As planned, each member of my Sunday School class showed up with a crayon the next week. The teacher then took all of our crayons and melted them into one large clump.

"See," she said. "When you take all the different colors, you get one mixture. There's nothing left resembling what used to be. America is like that. We're a completely new people."

Hmmm. I didn't like the illustration. Not only did the teacher turn a dozen brightly colored crayons into an ugly brown mess, but she had also compared that mess to American society, the melting pot. Later, when the brown glop had cooled, the teacher broke it into pieces and gave each of us a piece to take home in order to "remember our lesson."

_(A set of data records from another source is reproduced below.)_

#[derive(Subcommand, Debug)]
enum Commands {
    /// Check sequences and report ORFs, repeats, palindromes and GC content
    Validate {
        #[command(flatten)]
        input: InputArgs,

        /// Sequence type
        #[arg(short = 't', long = "type", value_enum, default_value = "dna")]
        sequence_type: TypeArg,

        /// Component type hint (gene, promoter, cds, terminator, ...)
        #[arg(short = 'c', long = "component", value_name = "COMPONENT")]
        component: Option<String>,

        /// Minimum ORF protein length, in amino acids
        #[arg(long = "min-orf", default_value_t = DEFAULT_MIN_PROTEIN_LENGTH, value_name = "AA")]
        min_orf: usize,

        /// Minimum repeat unit length
        #[arg(long = "min-repeat", default_value_t = DEFAULT_MIN_REPEAT_LENGTH, value_name = "NT")]
        min_repeat: usize,

        /// Minimum number of repeat occurrences
        #[arg(long = "min-repeat-count", default_value_t = DEFAULT_MIN_REPEAT_COUNT, value_name = "N")]
        min_repeat_count: usize,

        /// Minimum palindrome length
        #[arg(long = "min-palindrome", default_value_t = DEFAULT_MIN_PALINDROME_LENGTH, value_name = "NT")]
        min_palindrome: usize,

        /// Print results as JSON
        #[arg(long)]
        json: bool,
    },

    /// Rewrite coding sequences for a target organism's codon usage
    Optimize {
        #[command(flatten)]
        input: InputArgs,

        /// Target organism key (see `organisms`)
        #[arg(short = 'O', long = "organism", value_name = "ORGANISM")]
        organism: String,

        /// Restriction site to keep out of the optimized sequence (repeatable)
        #[arg(long = "avoid", value_name = "SITE")]
        avoid: Vec<String>,

        /// Optimization strength, 0 to 1 (recorded, does not change the result)
        #[arg(long, default_value_t = DEFAULT_STRENGTH, value_parser = parse_strength, value_name = "X")]
        strength: f64,

        /// Do not request RNA secondary structure avoidance
        #[arg(long = "no-avoid-secondary-structures")]
        no_avoid_secondary_structures: bool,

        /// Extra codon usage tables (JSON)
        #[arg(long = "codon-table", value_name = "JSON")]
        codon_table: Option<PathBuf>,

        /// Write optimized sequences as FASTA to this file
        #[arg(short = 'o', long = "output", value_name = "OUT")]
        output: Option<PathBuf>,

        /// Print results as JSON
        #[arg(long)]
        json: bool,
    },

    /// List supported organisms
    Organisms {
        /// Extra codon usage tables (JSON)
        #[arg(long = "codon-table", value_name = "JSON")]
        codon_table: Option<PathBuf>,
    },
}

I held my new ugly brown crayon in my hand and noticed something I hadn't before. It sparkled. The blue glittered crayon I had chosen at the store had shared its greatest

characteristic with all the other crayons. I pointed out my gift to the teacher.

"Look," I said. "You can see the sparkles from my crayon in the brown."

She slowly nodded. "You can," she replied in that "yeah, that's nice" sort of manner.

I thought she missed it. The fact that you could see these sparkles meant she was wrong - there was something left of what used to be. One of the greatest things had remained - the sparkles.

But I quickly realized she didn't want to argue with a young sparkle crazy student.

Despite her intentions, I came away with a different lesson on America: you can blend the cultures together to a degree, but sparkles are always going to stand out.

I think today they tell elementary students that America is a salad bowl - mixed not blended. I don't know whether the melting pot or the salad bowl is a more accurate description. Strangely, I suppose I will always think of America as a big clump of brown with sparkles.